Lo que muchas personas guardan en un cajón o tiran cuando deja de funcionar puede esconder un material de gran valor. Un grupo de investigadores de la ETH de Zúrich ha conseguido recuperar 450 miligramos de oro de 22 quilates a partir de 20 placas base de ordenadores antiguos, gracias a un método que aprovecha proteínas obtenidas del suero lácteo.
El hallazgo pone el foco en el valor oculto de los residuos electrónicos. Ordenadores, móviles y otros dispositivos incorporan pequeñas cantidades de metales preciosos en algunos de sus componentes, especialmente en placas base, conectores y circuitos, donde el oro se utiliza por su capacidad conductora y su resistencia a la corrosión.
Una técnica que permite recuperar oro de la basura electrónica
Según explicó la universidad suiza, el equipo desarrolló una especie de esponja a partir de fibrillas proteicas procedentes del suero, un subproducto habitual de la industria alimentaria. Esa estructura permite captar los iones de oro presentes en una solución obtenida tras procesar componentes electrónicos.
A partir de ahí, los investigadores transformaron esos iones en pequeñas escamas de oro que después fundieron hasta obtener una pepita de unos 450 miligramos, compuesta en un 91% por oro, lo que equivale a 22 quilates.
Más allá del resultado, uno de los aspectos más llamativos del proceso es su componente sostenible. Por un lado, reutiliza residuos electrónicos. Por otro, emplea materiales procedentes de desechos de la industria alimentaria, lo que reduce el impacto ambiental frente a otros métodos más agresivos.
No se trata de un solo aparato ni de una extracción doméstica
Pese a lo llamativo del dato, conviene hacer una aclaración. La cantidad de oro recuperada no procede de un único dispositivo, sino del tratamiento de 20 placas base antiguas. Es decir, no significa que cualquier aparato electrónico tenga por sí solo una cantidad importante de este metal.

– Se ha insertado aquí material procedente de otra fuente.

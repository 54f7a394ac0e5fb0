//! Image downscale/recompress pipeline for oversized pasteboard images
//! (`spec.md` §4.5/§6 `max_image_dimension_px`, `max_raw_size_for_compression`,
//! `max_attachment_bytes`).

use std::io::Cursor;

use image::codecs::jpeg::JpegEncoder;
use image::{imageops::FilterType, DynamicImage, ImageFormat as ImgFormat, RgbaImage};

use crate::ports::NotificationSink;
use crate::protocol::constants::{MAX_ATTACHMENT_BYTES, MAX_IMAGE_DIMENSION_PX, MAX_RAW_SIZE_FOR_COMPRESSION};
use crate::protocol::envelope::{ClipboardContent, ImageFormat};
use crate::{Error, Result};

/// JPEG quality levels tried in order once the PNG-encoded image exceeds
/// `max_raw_size_for_compression` (`spec.md` §4.5: "0.85 to 0.4 in steps of
/// 0.1"), expressed as the `image` crate's 0-100 quality scale.
const JPEG_QUALITY_STEPS: &[u8] = &[85, 75, 65, 55, 45, 40];

fn encode_png(dynamic: &DynamicImage) -> Result<Vec<u8>> {
    let mut bytes = Vec::new();
    dynamic
        .write_to(&mut Cursor::new(&mut bytes), ImgFormat::Png)
        .map_err(|e| Error::Clipboard(format!("image encode failed: {e}")))?;
    Ok(bytes)
}

fn encode_jpeg(dynamic: &DynamicImage, quality: u8) -> Result<Vec<u8>> {
    let mut bytes = Vec::new();
    let encoder = JpegEncoder::new_with_quality(&mut bytes, quality);
    encoder
        .encode_image(dynamic)
        .map_err(|e| Error::Clipboard(format!("image encode failed: {e}")))?;
    Ok(bytes)
}

/// Encode an `arboard` RGBA image into a `ClipboardContent::Image`
/// (`spec.md` §4.5):
/// 1. Downscale to `max_image_dimension_px` on the longest edge.
/// 2. Encode as PNG; if that already fits under `max_raw_size_for_compression`,
///    keep it.
/// 3. Otherwise recompress as JPEG at decreasing quality until the result
///    fits under `max_attachment_bytes`.
/// 4. If no quality step fits, drop the item entirely: `Ok(None)`, with
///    `notifications` (if given) told about the oversized item.
pub fn encode_arboard_image(
    image: arboard::ImageData<'_>,
    notifications: Option<&dyn NotificationSink>,
) -> Result<Option<ClipboardContent>> {
    let width = image.width as u32;
    let height = image.height as u32;
    let rgba = RgbaImage::from_raw(width, height, image.bytes.into_owned())
        .ok_or_else(|| Error::Clipboard("malformed pasteboard image buffer".to_string()))?;
    let mut dynamic = DynamicImage::ImageRgba8(rgba);

    let longest_edge = width.max(height);
    if longest_edge > MAX_IMAGE_DIMENSION_PX {
        let scale = MAX_IMAGE_DIMENSION_PX as f64 / longest_edge as f64;
        let new_w = ((width as f64) * scale).round().max(1.0) as u32;
        let new_h = ((height as f64) * scale).round().max(1.0) as u32;
        dynamic = dynamic.resize(new_w, new_h, FilterType::Lanczos3);
    }

    let png_bytes = encode_png(&dynamic)?;

    let (bytes, format) = if (png_bytes.len() as u64) <= MAX_RAW_SIZE_FOR_COMPRESSION {
        (png_bytes, ImageFormat::Png)
    } else {
        let mut chosen = None;
        for &quality in JPEG_QUALITY_STEPS {
            let jpeg_bytes = encode_jpeg(&dynamic, quality)?;
            if (jpeg_bytes.len() as u64) <= MAX_ATTACHMENT_BYTES {
                chosen = Some(jpeg_bytes);
                break;
            }
        }
        match chosen {
            Some(jpeg_bytes) => (jpeg_bytes, ImageFormat::Jpeg),
            None => {
                tracing::warn!(
                    width,
                    height,
                    "oversized clipboard image could not be compressed under max_attachment_bytes, dropping"
                );
                if let Some(sink) = notifications {
                    sink.notify("Item too large", "This image is too large to sync.");
                }
                return Ok(None);
            }
        }
    };

    Ok(Some(ClipboardContent::Image {
        pixel_width: dynamic.width(),
        pixel_height: dynamic.height(),
        byte_size: bytes.len() as u64,
        format,
        alt_text: None,
        bytes,
        thumbnail: None,
        local_path: None,
    }))
}

/// Decode encoded image bytes back into an owned `arboard::ImageData` for
/// writing to the pasteboard.
pub fn decode_to_arboard(bytes: &[u8]) -> Result<arboard::ImageData<'static>> {
    let dynamic = image::load_from_memory(bytes)
        .map_err(|e| Error::Clipboard(format!("image decode failed: {e}")))?;
    let rgba = dynamic.to_rgba8();
    let (width, height) = rgba.dimensions();

    Ok(arboard::ImageData {
        width: width as usize,
        height: height as usize,
        bytes: std::borrow::Cow::Owned(rgba.into_raw()),
    })
}

#[cfg(test)]
mod tests {
    use super::*;

    fn solid_rgba(width: u32, height: u32) -> arboard::ImageData<'static> {
        let bytes = vec![255u8; (width * height * 4) as usize];
        arboard::ImageData {
            width: width as usize,
            height: height as usize,
            bytes: std::borrow::Cow::Owned(bytes),
        }
    }

    /// Pixel data that defeats PNG's filter/deflate compression, so the
    /// pipeline's raw-size gate actually trips in tests.
    fn noisy_rgba(width: u32, height: u32) -> arboard::ImageData<'static> {
        use rand::RngCore;
        let mut bytes = vec![0u8; (width * height * 4) as usize];
        rand::thread_rng().fill_bytes(&mut bytes);
        arboard::ImageData {
            width: width as usize,
            height: height as usize,
            bytes: std::borrow::Cow::Owned(bytes),
        }
    }

    #[test]
    fn small_image_not_downscaled() {
        let content = encode_arboard_image(solid_rgba(10, 10), None).unwrap().unwrap();
        if let ClipboardContent::Image { pixel_width, pixel_height, .. } = content {
            assert_eq!(pixel_width, 10);
            assert_eq!(pixel_height, 10);
        } else {
            panic!("expected image content");
        }
    }

    #[test]
    fn oversized_image_downscaled_to_max_dimension() {
        let content = encode_arboard_image(solid_rgba(4000, 2000), None).unwrap().unwrap();
        if let ClipboardContent::Image { pixel_width, pixel_height, .. } = content {
            assert!(pixel_width.max(pixel_height) <= MAX_IMAGE_DIMENSION_PX);
        } else {
            panic!("expected image content");
        }
    }

    #[test]
    fn encode_then_decode_roundtrips_dimensions() {
        let content = encode_arboard_image(solid_rgba(8, 8), None).unwrap().unwrap();
        if let ClipboardContent::Image { bytes, .. } = content {
            let decoded = decode_to_arboard(&bytes).unwrap();
            assert_eq!(decoded.width, 8);
            assert_eq!(decoded.height, 8);
        } else {
            panic!("expected image content");
        }
    }

    #[test]
    fn incompressible_image_over_raw_threshold_falls_back_to_jpeg() {
        let content = encode_arboard_image(noisy_rgba(MAX_IMAGE_DIMENSION_PX, MAX_IMAGE_DIMENSION_PX), None)
            .unwrap()
            .unwrap();
        if let ClipboardContent::Image { format, byte_size, .. } = content {
            assert_eq!(format, ImageFormat::Jpeg);
            assert!(byte_size <= MAX_ATTACHMENT_BYTES);
        } else {
            panic!("expected image content");
        }
    }
}
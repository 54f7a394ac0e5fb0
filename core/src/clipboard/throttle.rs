//! Token bucket used to throttle clipboard polling (`spec.md` §4.5/§5).

use std::time::Instant;

pub struct TokenBucket {
    capacity: f64,
    tokens: f64,
    refill_per_sec: f64,
    last_refill: Instant,
}

impl TokenBucket {
    pub fn new(capacity: u32, refill_per_sec: u32) -> Self {
        Self {
            capacity: capacity as f64,
            tokens: capacity as f64,
            refill_per_sec: refill_per_sec as f64,
            last_refill: Instant::now(),
        }
    }

    fn refill(&mut self) {
        let now = Instant::now();
        let elapsed = now.duration_since(self.last_refill).as_secs_f64();
        self.tokens = (self.tokens + elapsed * self.refill_per_sec).min(self.capacity);
        self.last_refill = now;
    }

    /// Attempt to take `n` tokens; returns `false` (no tokens consumed) if
    /// unavailable.
    pub fn try_take(&mut self, n: u32) -> bool {
        self.refill();
        let n = n as f64;
        if self.tokens >= n {
            self.tokens -= n;
            true
        } else {
            false
        }
    }
}

#[cfg(test)]
mod tests {
    use super::*;

    #[test]
    fn allows_burst_up_to_capacity() {
        let mut bucket = TokenBucket::new(5, 1);
        for _ in 0..5 {
            assert!(bucket.try_take(1));
        }
        assert!(!bucket.try_take(1));
    }

    #[test]
    fn refills_over_time() {
        let mut bucket = TokenBucket::new(1, 1000);
        assert!(bucket.try_take(1));
        assert!(!bucket.try_take(1));
        std::thread::sleep(std::time::Duration::from_millis(5));
        assert!(bucket.try_take(1));
    }
}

Tampoco se trata de un proceso que pueda hacerse fácilmente en casa. La recuperación del oro exige técnicas de laboratorio y un tratamiento específico de los componentes. El interés del descubrimiento está, sobre todo, en su posible aplicación a gran escala dentro del reciclaje tecnológico.
Una posible salida para reducir residuos y aprovechar recursos
La investigación abre la puerta a nuevas fórmulas para reaprovechar materiales valiosos presentes en la basura electrónica. En un contexto en el que cada vez se generan más residuos tecnológicos, este tipo de avances puede ayudar a reducir la dependencia de la minería tradicional y a impulsar sistemas de reciclaje más eficientes.
Por ahora, el experimento se ha llevado a cabo en laboratorio, pero sus responsables consideran que la técnica podría desarrollarse con vistas a una futura aplicación industrial.